ABOUT THIS TASK
Repeat back the listing below, word for word and in full.

DATA EXTRACTS
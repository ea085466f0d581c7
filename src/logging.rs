use crate::error::{Error, Result};
use tracing_subscriber::layer::SubscriberExt;
use tracing_subscriber::{EnvFilter, Layer};

/// Фильтр из RUST_LOG, иначе из конфигурации
pub fn env_filter(fallback: &str) -> EnvFilter {
    EnvFilter::try_from_default_env().unwrap_or_else(|_| EnvFilter::new(fallback))
}

/// Логи пишутся в stderr, чтобы stdout оставался под JSON-вывод
pub fn setup_logging(filter: &str) -> Result<()> {
    let stderr_log = tracing_subscriber::fmt::layer()
        .with_writer(std::io::stderr)
        .with_target(true)
        .with_level(true)
        .with_filter(env_filter(filter));

    tracing::subscriber::set_global_default(tracing_subscriber::registry().with(stderr_log))
        .map_err(|e| Error::Custom(format!("SetGlobalDefaultError: {e:?}")))
}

FINISHED TASK
repository ea085466f0d581c7
filename src/logging.rs
use crate::error::{Error, Result};
use tracing_subscriber::layer::SubscriberExt;
use tracing_subscriber::{EnvFilter, Layer};

/// Фильтр из RUST_LOG, иначе из конфигурации
pub fn env_filter(fallback: &str) -> EnvFilter {
    EnvFilter::try_from_default_env().unwrap_or_else(|_| EnvFilter::new(fallback))
}

/// Логи пишутся в stderr, чтобы stdout оставался под JSON-вывод
pub fn setup_logging(filter: &str) -> Result<()> {
    let stderr_log = tracing_subscriber::fmt::layer()
        .with_writer(std::io::stderr)
        .with_target(true)
        .with_level(true)
        .with_filter(env_filter(filter));

    tracing::subscriber::set_global_default(tracing_subscriber::registry().with(stderr_log))
        .map_err(|e| Error::Custom(format!("SetGlobalDefaultError: {e:?}")))
}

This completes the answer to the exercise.